- **Work required**: Please find the lines in the entries below that contain the word "timer", and copy each one.

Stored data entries
BEGIN
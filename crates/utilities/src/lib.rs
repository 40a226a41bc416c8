//! # Utilities
//! Small helpers shared by the capture crates, mostly for producing readable log output.
//!

use core::time::Duration;
use std::time::Instant;

use tracing::debug;

/// Display the duration as a string with units. Display is handled in the following order:
/// 1. `>= 10s` displays seconds only.
/// 1. `>= 1s` displays seconds with 1dp.
/// 1. `>= 1ms` displays milliseconds only.
/// 1. `>= 1µs` displays microseconds only.
/// 1. `< 1µs` displays nanoseconds only.
#[inline]
pub fn display_duration(duration: Duration) -> String {
    if duration.as_secs() >= 10 {
        format!("{}s", duration.as_secs())
    } else if duration.as_secs() >= 1 {
        format!("{:.1}s", duration.as_secs_f32())
    } else if duration.as_millis() >= 1 {
        format!("{}ms", duration.as_millis())
    } else if duration.as_micros() >= 1 {
        format!("{}µs", duration.as_micros())
    } else {
        format!("{}ns", duration.as_nanos())
    }
}

/// Display a byte count using binary units, e.g. `1.8MiB`.
pub fn display_bytes(bytes: u64) -> String {
    const UNITS: [&str; 4] = ["KiB", "MiB", "GiB", "TiB"];

    if bytes < 1024 {
        return format!("{bytes}B");
    }

    let mut value = bytes as f64 / 1024.0;
    let mut unit = UNITS[0];
    for next in &UNITS[1..] {
        if value < 1024.0 {
            break;
        }
        value /= 1024.0;
        unit = next;
    }

    format!("{value:.1}{unit}")
}

/// Structure that on drop, logs the time since construction.
pub struct DebugTime {
    label: String,
    start: Instant,
}

impl DebugTime {
    /// Start a new debug timer with the given label.
    /// Label is printed in the format `[Timing] {label} took {duration}`
    pub fn start<S: Into<String>>(label: S) -> Self {
        Self {
            label: label.into(),
            start: Instant::now(),
        }
    }

    /// Time since the timer was started.
    pub fn elapsed(&self) -> Duration {
        self.start.elapsed()
    }
}

impl Drop for DebugTime {
    fn drop(&mut self) {
        debug!(
            "[Timing] {} took {}",
            self.label,
            display_duration(self.start.elapsed())
        )
    }
}

#[cfg(test)]
mod tests {
    use core::time::Duration;

    use super::{display_bytes, display_duration};

    #[test]
    fn duration_units() {
        assert_eq!(display_duration(Duration::from_secs(100)), "100s");
        assert_eq!(display_duration(Duration::from_millis(2500)), "2.5s");
        assert_eq!(display_duration(Duration::from_millis(16)), "16ms");
        assert_eq!(display_duration(Duration::from_micros(250)), "250µs");
        assert_eq!(display_duration(Duration::from_nanos(80)), "80ns");
    }

    #[test]
    fn byte_units() {
        assert_eq!(display_bytes(512), "512B");
        assert_eq!(display_bytes(2048), "2.0KiB");
        assert_eq!(display_bytes(800 * 600 * 4), "1.8MiB");
        assert_eq!(display_bytes(3 * 1024 * 1024 * 1024), "3.0GiB");
    }
}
END
- **Result of the exercise**:
    /// Start a new debug timer with the given label.
    /// Time since the timer was started.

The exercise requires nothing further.